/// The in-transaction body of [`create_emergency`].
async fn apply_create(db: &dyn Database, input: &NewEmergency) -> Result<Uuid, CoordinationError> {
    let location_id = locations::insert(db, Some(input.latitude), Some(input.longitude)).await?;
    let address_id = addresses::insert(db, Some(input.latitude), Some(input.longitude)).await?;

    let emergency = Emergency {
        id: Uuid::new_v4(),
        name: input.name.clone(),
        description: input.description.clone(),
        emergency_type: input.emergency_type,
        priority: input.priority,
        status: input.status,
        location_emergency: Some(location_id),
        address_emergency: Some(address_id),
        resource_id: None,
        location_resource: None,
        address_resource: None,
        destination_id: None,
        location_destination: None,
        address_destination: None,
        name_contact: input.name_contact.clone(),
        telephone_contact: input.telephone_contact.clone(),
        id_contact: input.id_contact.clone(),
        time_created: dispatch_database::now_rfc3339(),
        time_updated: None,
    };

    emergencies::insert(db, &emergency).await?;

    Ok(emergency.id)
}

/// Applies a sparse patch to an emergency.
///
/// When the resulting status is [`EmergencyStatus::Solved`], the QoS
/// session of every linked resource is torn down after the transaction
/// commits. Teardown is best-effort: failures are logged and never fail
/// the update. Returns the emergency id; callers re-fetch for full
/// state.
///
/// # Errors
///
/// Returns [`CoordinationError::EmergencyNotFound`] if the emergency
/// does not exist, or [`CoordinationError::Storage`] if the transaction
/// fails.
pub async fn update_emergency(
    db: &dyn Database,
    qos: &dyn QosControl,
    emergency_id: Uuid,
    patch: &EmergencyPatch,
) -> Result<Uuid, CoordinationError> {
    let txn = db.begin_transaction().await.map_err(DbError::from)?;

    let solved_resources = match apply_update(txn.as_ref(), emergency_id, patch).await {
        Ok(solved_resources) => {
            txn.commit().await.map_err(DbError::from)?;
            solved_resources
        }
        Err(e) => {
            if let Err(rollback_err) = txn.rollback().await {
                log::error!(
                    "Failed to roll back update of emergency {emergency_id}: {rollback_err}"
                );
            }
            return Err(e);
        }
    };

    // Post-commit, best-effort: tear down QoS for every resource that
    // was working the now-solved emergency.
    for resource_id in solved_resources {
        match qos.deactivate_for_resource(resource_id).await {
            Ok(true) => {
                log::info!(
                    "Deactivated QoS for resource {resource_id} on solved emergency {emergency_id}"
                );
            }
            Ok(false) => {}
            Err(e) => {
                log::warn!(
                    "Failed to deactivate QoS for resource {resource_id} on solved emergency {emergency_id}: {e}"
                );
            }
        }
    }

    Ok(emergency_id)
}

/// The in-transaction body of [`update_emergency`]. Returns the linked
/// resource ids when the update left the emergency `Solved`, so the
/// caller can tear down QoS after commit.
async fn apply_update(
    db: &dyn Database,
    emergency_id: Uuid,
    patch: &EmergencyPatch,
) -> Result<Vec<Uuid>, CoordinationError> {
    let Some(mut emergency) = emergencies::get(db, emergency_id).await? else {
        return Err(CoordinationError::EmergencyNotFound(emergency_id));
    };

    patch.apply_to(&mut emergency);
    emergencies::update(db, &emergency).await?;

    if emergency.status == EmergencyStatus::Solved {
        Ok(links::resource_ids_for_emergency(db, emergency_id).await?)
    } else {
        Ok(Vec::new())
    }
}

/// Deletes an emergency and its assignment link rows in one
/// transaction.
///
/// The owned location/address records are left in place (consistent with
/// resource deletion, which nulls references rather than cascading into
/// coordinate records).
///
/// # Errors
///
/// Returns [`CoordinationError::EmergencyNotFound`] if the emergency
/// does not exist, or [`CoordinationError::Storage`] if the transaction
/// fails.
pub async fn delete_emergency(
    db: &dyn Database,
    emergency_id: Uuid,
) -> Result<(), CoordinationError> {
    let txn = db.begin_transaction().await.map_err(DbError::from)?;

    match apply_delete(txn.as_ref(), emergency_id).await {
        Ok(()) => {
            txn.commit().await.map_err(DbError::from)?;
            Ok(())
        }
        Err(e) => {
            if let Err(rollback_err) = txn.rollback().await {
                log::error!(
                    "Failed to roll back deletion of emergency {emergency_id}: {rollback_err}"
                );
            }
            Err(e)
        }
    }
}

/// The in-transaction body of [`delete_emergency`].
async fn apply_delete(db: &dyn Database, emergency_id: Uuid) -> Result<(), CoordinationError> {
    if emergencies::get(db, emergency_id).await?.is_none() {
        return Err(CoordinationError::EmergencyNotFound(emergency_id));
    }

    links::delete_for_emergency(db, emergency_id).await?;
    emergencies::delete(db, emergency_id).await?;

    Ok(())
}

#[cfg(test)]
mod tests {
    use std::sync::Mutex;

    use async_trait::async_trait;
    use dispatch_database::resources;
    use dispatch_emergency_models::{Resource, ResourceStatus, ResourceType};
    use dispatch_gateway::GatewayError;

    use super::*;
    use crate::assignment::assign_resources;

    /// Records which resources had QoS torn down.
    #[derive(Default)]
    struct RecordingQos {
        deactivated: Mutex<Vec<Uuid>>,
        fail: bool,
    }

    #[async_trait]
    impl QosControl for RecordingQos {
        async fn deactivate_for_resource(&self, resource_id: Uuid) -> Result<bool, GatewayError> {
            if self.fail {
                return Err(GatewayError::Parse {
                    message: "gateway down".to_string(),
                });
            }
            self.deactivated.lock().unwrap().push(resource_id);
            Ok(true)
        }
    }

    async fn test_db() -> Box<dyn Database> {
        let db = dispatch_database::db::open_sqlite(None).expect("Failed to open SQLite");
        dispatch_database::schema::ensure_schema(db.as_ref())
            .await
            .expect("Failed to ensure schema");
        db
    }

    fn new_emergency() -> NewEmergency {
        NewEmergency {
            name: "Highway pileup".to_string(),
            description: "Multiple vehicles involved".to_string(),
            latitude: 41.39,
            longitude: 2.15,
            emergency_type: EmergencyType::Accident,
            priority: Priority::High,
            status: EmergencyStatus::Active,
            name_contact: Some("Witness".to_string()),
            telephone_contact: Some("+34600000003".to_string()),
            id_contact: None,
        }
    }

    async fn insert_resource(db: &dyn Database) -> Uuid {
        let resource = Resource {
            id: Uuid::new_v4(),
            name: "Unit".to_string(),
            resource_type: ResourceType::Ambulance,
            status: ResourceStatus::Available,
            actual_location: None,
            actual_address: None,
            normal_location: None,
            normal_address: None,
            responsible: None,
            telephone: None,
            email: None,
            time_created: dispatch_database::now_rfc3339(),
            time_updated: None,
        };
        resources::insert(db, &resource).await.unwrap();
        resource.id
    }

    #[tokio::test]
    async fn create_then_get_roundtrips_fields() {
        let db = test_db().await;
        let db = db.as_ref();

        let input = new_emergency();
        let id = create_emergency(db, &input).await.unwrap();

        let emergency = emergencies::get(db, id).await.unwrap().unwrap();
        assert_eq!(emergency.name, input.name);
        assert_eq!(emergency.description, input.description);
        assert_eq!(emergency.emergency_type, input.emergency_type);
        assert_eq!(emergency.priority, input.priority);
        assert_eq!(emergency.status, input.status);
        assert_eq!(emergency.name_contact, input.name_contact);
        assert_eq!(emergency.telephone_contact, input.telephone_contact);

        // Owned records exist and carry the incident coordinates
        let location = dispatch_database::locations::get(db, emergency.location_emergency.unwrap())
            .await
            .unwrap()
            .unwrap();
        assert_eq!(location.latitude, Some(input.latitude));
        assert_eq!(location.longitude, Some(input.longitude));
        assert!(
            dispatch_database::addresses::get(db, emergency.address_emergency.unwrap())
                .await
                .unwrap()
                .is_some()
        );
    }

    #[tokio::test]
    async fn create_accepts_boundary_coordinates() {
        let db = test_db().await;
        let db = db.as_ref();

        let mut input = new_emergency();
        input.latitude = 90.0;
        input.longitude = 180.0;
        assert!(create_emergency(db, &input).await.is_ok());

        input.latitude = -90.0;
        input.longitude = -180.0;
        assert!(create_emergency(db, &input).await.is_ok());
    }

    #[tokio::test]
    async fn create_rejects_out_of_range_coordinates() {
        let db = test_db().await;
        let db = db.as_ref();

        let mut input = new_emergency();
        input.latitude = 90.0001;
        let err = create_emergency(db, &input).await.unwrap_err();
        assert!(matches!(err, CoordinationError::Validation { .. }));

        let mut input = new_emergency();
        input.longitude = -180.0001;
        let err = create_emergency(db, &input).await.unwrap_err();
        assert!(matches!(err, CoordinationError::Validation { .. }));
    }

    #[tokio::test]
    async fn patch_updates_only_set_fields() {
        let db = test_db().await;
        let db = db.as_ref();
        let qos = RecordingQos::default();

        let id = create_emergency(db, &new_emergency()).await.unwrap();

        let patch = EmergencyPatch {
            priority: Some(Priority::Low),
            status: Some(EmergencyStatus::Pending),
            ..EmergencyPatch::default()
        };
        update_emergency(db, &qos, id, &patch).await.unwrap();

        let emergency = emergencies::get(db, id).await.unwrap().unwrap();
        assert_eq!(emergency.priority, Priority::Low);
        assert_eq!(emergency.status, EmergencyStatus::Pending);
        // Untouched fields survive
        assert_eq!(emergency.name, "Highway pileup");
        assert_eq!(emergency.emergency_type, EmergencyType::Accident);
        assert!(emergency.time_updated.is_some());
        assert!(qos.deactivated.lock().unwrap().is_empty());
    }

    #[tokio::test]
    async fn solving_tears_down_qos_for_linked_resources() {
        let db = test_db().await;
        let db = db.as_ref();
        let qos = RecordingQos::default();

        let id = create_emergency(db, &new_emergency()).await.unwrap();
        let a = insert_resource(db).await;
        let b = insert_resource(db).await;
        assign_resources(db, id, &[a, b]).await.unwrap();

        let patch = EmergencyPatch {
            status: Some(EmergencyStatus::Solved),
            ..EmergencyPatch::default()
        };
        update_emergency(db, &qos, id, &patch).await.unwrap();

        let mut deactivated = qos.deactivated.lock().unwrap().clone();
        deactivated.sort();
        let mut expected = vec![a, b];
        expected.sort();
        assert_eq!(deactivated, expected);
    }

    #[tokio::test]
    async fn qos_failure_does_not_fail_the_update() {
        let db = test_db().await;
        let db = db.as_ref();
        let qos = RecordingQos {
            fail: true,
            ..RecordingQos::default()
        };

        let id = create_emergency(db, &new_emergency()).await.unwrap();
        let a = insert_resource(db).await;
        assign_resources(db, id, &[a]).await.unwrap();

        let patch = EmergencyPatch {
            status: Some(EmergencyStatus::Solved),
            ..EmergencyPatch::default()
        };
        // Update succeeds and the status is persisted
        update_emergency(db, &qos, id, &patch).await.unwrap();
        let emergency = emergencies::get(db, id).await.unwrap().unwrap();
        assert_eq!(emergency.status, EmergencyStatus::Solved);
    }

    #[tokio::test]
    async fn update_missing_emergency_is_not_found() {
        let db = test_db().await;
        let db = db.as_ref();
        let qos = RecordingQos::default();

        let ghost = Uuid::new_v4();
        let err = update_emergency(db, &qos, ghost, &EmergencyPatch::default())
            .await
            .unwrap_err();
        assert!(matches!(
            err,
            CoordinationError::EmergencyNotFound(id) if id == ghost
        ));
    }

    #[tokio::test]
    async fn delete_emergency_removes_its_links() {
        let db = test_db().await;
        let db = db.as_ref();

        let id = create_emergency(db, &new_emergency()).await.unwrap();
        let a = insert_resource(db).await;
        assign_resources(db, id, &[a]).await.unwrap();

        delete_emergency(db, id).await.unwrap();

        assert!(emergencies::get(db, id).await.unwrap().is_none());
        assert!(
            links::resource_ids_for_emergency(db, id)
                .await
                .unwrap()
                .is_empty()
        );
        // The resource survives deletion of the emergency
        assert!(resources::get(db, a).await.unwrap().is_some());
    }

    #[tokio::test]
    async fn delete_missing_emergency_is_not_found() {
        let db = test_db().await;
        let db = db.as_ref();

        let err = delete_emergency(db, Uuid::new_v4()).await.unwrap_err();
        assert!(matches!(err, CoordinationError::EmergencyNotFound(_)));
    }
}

◆ ◆ ◆

Goal of the exercise | Say how many lines above include "Returns". The number alone is the answer.

Response to the exercise | 4